WORK ORDER:
Take the data below. Output it exactly from its first line through the line containing "use std::marker::PhantomData;".

[[ LISTED ENTRIES open ]]

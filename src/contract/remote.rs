//! The remote call collaborator.
//!
//! The transport that maps an operation to a wire request is opaque here;
//! all the core needs is "invoke this operation with these arguments".

use std::future::Future;
use std::marker::PhantomData;

use crate::callable::{Args, CallFuture, CallResult};
use crate::contract::operation::Operation;

/// Performs the actual remote invocation of an operation.
pub trait RemoteCall: Send + Sync {
    fn invoke(&self, operation: &Operation, args: Args) -> CallFuture;
}

/// A [`RemoteCall`] backed by a closure.
pub struct FnRemote<F, Fut> {
    f: F,
    _future: PhantomData<fn() -> Fut>,
}

/// Adapt a closure into a [`RemoteCall`].
///
/// The returned future must not borrow the operation; clone what you need.
pub fn remote_fn<F, Fut>(f: F) -> FnRemote<F, Fut>
where
    F: Fn(&Operation, Args) -> Fut + Send + Sync + 'static,
    Fut: Future<Output = CallResult> + Send + 'static,
{
    FnRemote {
        f,
        _future: PhantomData,
    }
}

impl<F, Fut> RemoteCall for FnRemote<F, Fut>
where
    F: Fn(&Operation, Args) -> Fut + Send + Sync + 'static,
    Fut: Future<Output = CallResult> + Send + 'static,
{
    fn invoke(&self, operation: &Operation, args: Args) -> CallFuture {
        Box::pin((self.f)(operation, args))
    }
}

[[ LISTED ENTRIES closed ]]

RESPONSE:
filename src/contract/remote.rs
//! The remote call collaborator.
//!
//! The transport that maps an operation to a wire request is opaque here;
//! all the core needs is "invoke this operation with these arguments".

use std::future::Future;
use std::marker::PhantomData;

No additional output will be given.